Un marzo para la historia del mercado de motovehículos
El mercado de motovehículos tuvo en marzo de 2026 su mejor mes registrado: se patentaron 79.115 unidades, lo que equivale a un crecimiento interanual del 54,8% respecto a las 51.117 motos registradas en marzo de 2025. Ese número también representa un incremento mensual respecto a febrero de 2026, cuando se anotaron 70.914 unidades. El resultado confirma un ritmo de expansión que traccionó al sector en el primer trimestre del año.
Cómo se consolidó el impulso en el primer trimestre
En el acumulado del primer trimestre de 2026 las registraciones alcanzaron 218.772 unidades, un salto del 44,4% frente a las 151.456 del mismo período del año anterior. Los datos muestran una tendencia sostenida, con meses consecutivos de crecimiento y una dinámica de demanda que parece más estructural que puntual. Representantes gremiales y concesionarios destacan mayor actividad comercial y una rotación más rápida de stock en los puntos de venta. Eso se traduce también en un circuito industrial más activo en repuestos y servicios vinculados a las motos.
Las causas del crecimiento: trabajo independiente y crédito más accesible
El fenómeno detrás del aumento de las registraciones responde a dos ejes principales.

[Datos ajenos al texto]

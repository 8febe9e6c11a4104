//! Client state shared by producers and listeners.
//!
//! A [`Client`] is one accepted connection: the socket, the parsed request
//! head, and the cursor/state fields the tick handlers mutate. Handlers run
//! on whichever worker currently owns the client; everything mutable lives
//! behind the handle's mutex, with the owning-worker index kept in an atomic
//! so workers can discard stale schedule entries without locking.

use std::collections::BTreeMap;
use std::net::{IpAddr, Ipv4Addr};
use std::sync::atomic::{AtomicUsize, Ordering};
use std::sync::Arc;

use bitflags::bitflags;
use parking_lot::{Mutex, MutexGuard};

use crate::net::{is_soft_error, Socket};
use crate::queue::RefBlock;
use crate::source::Source;
use crate::utils::now_secs;

/// Owner index meaning "not attached to any worker yet".
pub const NO_WORKER: usize = usize::MAX;

bitflags! {
    /// Per-client flag word.
    #[derive(Debug, Clone, Copy, PartialEq, Eq)]
    pub struct ClientFlags: u32 {
        /// Connection fully established; ticks may produce output.
        const ACTIVE = 0x0001;
        /// Passed authentication.
        const AUTHENTICATED = 0x0002;
        /// Producer allowed to take over a running mount.
        const HIJACKER = 0x0004;
        /// Response buffer carries seeded intro blocks chained via `next`.
        const HAS_INTRO_CONTENT = 0x0008;
        /// Listener has been moved to another mount at least once.
        const HAS_MOVED = 0x0010;
        /// Relay slave connection; exempt from admission caps.
        const IS_SLAVE = 0x0020;
        /// Handed off to the static file server.
        const IN_FSERVE = 0x0040;
    }
}

/// Parsed request head handed in by the front end.
///
/// The core does not parse HTTP; the acceptor fills this in. Header names
/// are stored lowercased.
#[derive(Debug, Default, Clone)]
pub struct RequestHead {
    pub method: String,
    pub uri: String,
    pub query: BTreeMap<String, String>,
    pub headers: BTreeMap<String, String>,
    /// Authenticated username, when the auth layer established one.
    pub username: Option<String>,
}

impl RequestHead {
    pub fn header(&self, name: &str) -> Option<&str> {
        self.headers.get(&name.to_ascii_lowercase()).map(|s| s.as_str())
    }

    pub fn query_param(&self, name: &str) -> Option<&str> {
        self.query.get(name).map(|s| s.as_str())
    }
}

/// Transport-level connection state.
pub struct Connection {
    pub id: u64,
    pub ip: IpAddr,
    socket: Box<dyn Socket>,
    pub sent_bytes: u64,
    /// Unix seconds the connection was accepted.
    pub con_time: u64,
    /// Unix seconds after which the connection is force-closed (0 = never).
    pub discon_time: u64,
    error: bool,
}

impl Connection {
    pub fn new(id: u64, ip: IpAddr, socket: Box<dyn Socket>) -> Self {
        Self {
            id,
            ip,
            socket,
            sent_bytes: 0,
            con_time: now_secs(),
            discon_time: 0,
            error: false,
        }
    }

    pub fn is_error(&self) -> bool {
        self.error
    }

    pub fn set_error(&mut self) {
        self.error = true;
    }

    /// Zero-timeout readability poll; hard errors mark the connection.
    pub fn readable(&mut self) -> bool {
        match self.socket.readable() {
            Ok(ready) => ready,
            Err(_) => {
                self.error = true;
                false
            }
        }
    }

    /// Non-blocking read. Returns bytes read; 0 can mean "no data yet".
    /// Peer close and hard errors mark the connection.
    pub fn read(&mut self, buf: &mut [u8]) -> usize {
        match self.socket.read(buf) {
            Ok(0) => {
                self.error = true;
                0
            }
            Ok(n) => n,
            Err(e) if is_soft_error(&e) => 0,
            Err(_) => {
                self.error = true;
                0
            }
        }
    }

    /// Non-blocking write. Returns bytes accepted (possibly 0), or -1 on a
    /// hard error, which also marks the connection.
    pub fn send(&mut self, buf: &[u8]) -> i32 {
        if buf.is_empty() {
            return 0;
        }
        match self.socket.write(buf) {
            Ok(n) => {
                self.sent_bytes += n as u64;
                n as i32
            }
            Err(e) if is_soft_error(&e) => 0,
            Err(_) => {
                self.error = true;
                -1
            }
        }
    }
}

/// Which tick body runs for this client.
#[derive(Debug, Clone, Copy, PartialEq, Eq)]
pub enum ClientOp {
    /// Listener fan-out tick.
    Listener,
    /// Producer still flushing its `200 OK` preamble.
    ProducerHttpSend,
    /// Producer pull loop.
    Producer,
    /// Flush the pending refbuf (a rejection response), then close.
    Drain,
    /// Final teardown on the owning worker.
    Release,
}

/// Listener fan-out states, dispatched from the listener tick.
#[derive(Debug, Clone, Copy, PartialEq, Eq)]
pub enum CheckBuffer {
    /// Send the HTTP response head (and any seeded intro chain).
    HttpHeaders,
    /// Decide between intro file and live queue.
    Intro,
    /// Replaying the configured intro file.
    IntroFile,
    /// Following the live queue cursor.
    QueueAdvance,
    /// Source paused; waiting for it to return or time out.
    Pause,
    /// Acknowledged a coordinated transition; waiting for the rest.
    Wait,
}

/// Mutable per-client state. Lives behind [`ClientHandle`]'s mutex.
pub struct Client {
    pub connection: Connection,
    pub parser: RequestHead,
    /// The source this client is attached to, when any.
    pub shared_data: Option<Arc<Source>>,
    /// Current buffer being written: a queue block, a response head, or a
    /// private copy made at detach.
    pub refbuf: Option<Arc<RefBlock>>,
    /// Write offset into `refbuf`.
    pub pos: usize,
    /// Monotonic bytes matched against the source timeline.
    pub queue_pos: u64,
    /// Read offset into the intro file; -1 once on the live queue.
    pub intro_offset: i64,
    /// HTTP status already produced for this client (0 = none yet).
    pub respcode: u16,
    pub check_buffer: CheckBuffer,
    pub op: ClientOp,
    /// Earliest time (ms) the owning worker should tick this client again.
    pub schedule_ms: u64,
    /// Millisecond timestamp marking the state the client is waiting in.
    pub timer_start: u64,
    /// Source stats boundary this listener last ran a worker-affinity check.
    pub balance_check: u64,
    pub flags: ClientFlags,
}

impl Client {
    pub fn new(connection: Connection, parser: RequestHead) -> Self {
        Self {
            connection,
            parser,
            shared_data: None,
            refbuf: None,
            pos: 0,
            queue_pos: 0,
            intro_offset: -1,
            respcode: 0,
            check_buffer: CheckBuffer::HttpHeaders,
            op: ClientOp::Listener,
            schedule_ms: 0,
            timer_start: 0,
            balance_check: 0,
            flags: ClientFlags::empty(),
        }
    }

    /// Drops the current refbuf, releasing its logical reference when it is
    /// a queue block the client held a cursor on.
    pub fn drop_refbuf(&mut self) {
        if let Some(rb) = self.refbuf.take() {
            RefBlock::release(rb);
        }
        self.pos = 0;
    }
}

struct ClientShared {
    id: u64,
    ip: IpAddr,
    owner: AtomicUsize,
    state: Mutex<Client>,
}

/// Shared, cloneable handle to one client.
#[derive(Clone)]
pub struct ClientHandle {
    shared: Arc<ClientShared>,
}

impl ClientHandle {
    pub fn new(client: Client) -> Self {
        Self {
            shared: Arc::new(ClientShared {
                id: client.connection.id,
                ip: client.connection.ip,
                owner: AtomicUsize::new(NO_WORKER),
                state: Mutex::new(client),
            }),
        }
    }

    /// Stable connection id, readable without locking.
    pub fn id(&self) -> u64 {
        self.shared.id
    }

    pub fn ip(&self) -> IpAddr {
        self.shared.ip
    }

    /// Index of the worker that owns this client.
    pub fn owner(&self) -> usize {
        self.shared.owner.load(Ordering::Acquire)
    }

    pub fn set_owner(&self, worker: usize) {
        self.shared.owner.store(worker, Ordering::Release);
    }

    pub fn lock(&self) -> MutexGuard<'_, Client> {
        self.shared.state.lock()
    }

    pub fn same_client(&self, other: &ClientHandle) -> bool {
        Arc::ptr_eq(&self.shared, &other.shared)
    }
}

impl std::fmt::Debug for ClientHandle {
    fn fmt(&self, f: &mut std::fmt::Formatter<'_>) -> std::fmt::Result {
        f.debug_struct("ClientHandle")
            .field("id", &self.shared.id)
            .field("ip", &self.shared.ip)
            .field("owner", &self.owner())
            .finish()
    }
}

/// Placeholder address for clients created without transport details.
pub fn unspecified_ip() -> IpAddr {
    IpAddr::V4(Ipv4Addr::UNSPECIFIED)
}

Por un lado, la expansión del trabajo mediante plataformas de reparto convirtió a la moto en una herramienta laboral para muchas personas que buscan ingresos por cuenta propia. Esa modalidad elevó la demanda de vehículos livianos y económicos, pensados tanto para uso urbano como para reparto. Por otro lado, la oferta de financiamiento se adaptó al nuevo perfil de comprador: esquemas con cuotas y plazos diseñados para trabajadores independientes facilitaron el acceso a la compra.
Actores del sector comercial señalan condiciones comerciales más atractivas que acercan a nuevos usuarios: planes de cuotas más flexibles, tasas competitivas y alternativas de financiación que reducen la barrera inicial de ingreso. A la vez, la producción local y la competencia entre marcas generan modelos con precios y prestaciones acordes a ese público, lo que favorece la compra frente a otras opciones de movilidad.
Qué significa para la industria y qué queda pendiente
El salto en las registraciones implica un mayor volumen de unidades en circulación, con efectos sobre la cadena de valor: repuestos, servicios de mantenimiento y seguros verán mayor demanda. Fabricantes y concesionarios identifican oportunidades en el segmento destinado al trabajo, que prioriza bajo costo operativo y facilidad de uso. Al mismo tiempo, la expansión plantea retos de seguridad vial y regulación, ya que una mayor cantidad de motos en vías públicas requiere políticas de tránsito, educación y equipamiento para reducir riesgos.
Hay aspectos que todavía no quedan claros por la falta de desagregación pública de los datos: no existe un detalle accesible por marca, por provincia ni por tipo de uso (si fueron adquiridas para trabajo o para uso particular). Esa información sería clave para diseñar políticas públicas, promover capacitaciones para trabajadores independientes y orientar inversiones en infraestructura que atiendan el crecimiento del transporte liviano.
En términos regionales, el mercado local se posiciona con fuerza dentro de la región por el dinamismo observado en los últimos meses, impulsado por la demanda vinculada al empleo en plataformas y por la competitividad de la oferta industrial. Para entender cuánto de este crecimiento es estructural y cuánto responde a factores temporales será necesario seguir la evolución de las registraciones en los meses siguientes y observar la sostenibilidad de las condiciones de financiamiento al consumo.
El repunte también tiene impacto directo en la oferta de trabajo autónomo: para muchas personas la moto dejó de ser solo un medio de transporte y se transformó en una herramienta productiva. La respuesta comercial —con modelos pensados para reparto, planes de financiación y servicios posventa— está reforzando esa transición. Mantener el crecimiento implicará atender cuestiones como la seguridad vial, la formalización del trabajo en plataformas y la calidad del crédito ofrecido a los compradores.